Task to complete> Every line below that has "dest" in it should be copied.

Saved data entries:
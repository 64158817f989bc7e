// CSV report export
//
// Report generation happens on the backend; this module only builds the
// download URL and streams the response to a local file. The `alerts`
// report is windowed by row count, the rest by hours.

use std::fmt;
use std::path::Path;

use tracing::debug;
use url::Url;

use crate::client::ApiClient;
use crate::error::Error;

/// The CSV report kinds the backend can generate.
#[derive(Debug, Clone, Copy, PartialEq, Eq)]
pub enum ExportKind {
    Bandwidth,
    Clients,
    Alerts,
    FullReport,
}

impl ExportKind {
    /// Path segment under `/api/export/csv/`.
    pub fn as_str(self) -> &'static str {
        match self {
            Self::Bandwidth => "bandwidth",
            Self::Clients => "clients",
            Self::Alerts => "alerts",
            Self::FullReport => "full-report",
        }
    }

    /// Query parameter name for the window: alerts are limited by row
    /// count, everything else by a time window in hours.
    pub fn window_param(self) -> &'static str {
        match self {
            Self::Alerts => "limit",
            _ => "hours",
        }
    }

    pub const ALL: [Self; 4] = [Self::Bandwidth, Self::Clients, Self::Alerts, Self::FullReport];
}

impl fmt::Display for ExportKind {
    fn fmt(&self, f: &mut fmt::Formatter<'_>) -> fmt::Result {
        f.write_str(self.as_str())
    }
}

impl ApiClient {
    /// Build the parameterized CSV download URL.
    ///
    /// `GET /api/export/csv/{kind}?hours=N` (or `?limit=N` for alerts)
    pub fn export_url(&self, kind: ExportKind, window: u32) -> Result<Url, Error> {
        let mut url = self.api_url(&format!("export/csv/{kind}"))?;
        url.query_pairs_mut()
            .append_pair(kind.window_param(), &window.to_string());
        Ok(url)
    }

    /// Download a CSV report to `dest`, returning the byte count written.
    pub async fn download_csv(
        &self,
        kind: ExportKind,
        window: u32,
        dest: &Path,
    ) -> Result<u64, Error> {
        let url = self.export_url(kind, window)?;
        debug!(%url, dest = %dest.display(), "downloading csv report");

        let resp = self.http_get(url).await?;
        let status = resp.status();
        let bytes = resp.bytes().await.map_err(Error::Transport)?;

        if !status.is_success() {
            return Err(Error::Http {
                status: status.as_u16(),
                body: String::from_utf8_lossy(&bytes).into_owned(),
            });
        }

        tokio::fs::write(dest, &bytes).await?;
        Ok(bytes.len() as u64)
    }
}

#[cfg(test)]
mod tests {
    use super::ExportKind;

    #[test]
    fn alerts_are_windowed_by_limit() {
        assert_eq!(ExportKind::Alerts.window_param(), "limit");
        for kind in [ExportKind::Bandwidth, ExportKind::Clients, ExportKind::FullReport] {
            assert_eq!(kind.window_param(), "hours");
        }
    }

    #[test]
    fn path_segments_match_backend_routes() {
        assert_eq!(ExportKind::FullReport.as_str(), "full-report");
        assert_eq!(ExportKind::Bandwidth.to_string(), "bandwidth");
    }
}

Reply>
    /// Download a CSV report to `dest`, returning the byte count written.
        dest: &Path,
        debug!(%url, dest = %dest.display(), "downloading csv report");
        tokio::fs::write(dest, &bytes).await?;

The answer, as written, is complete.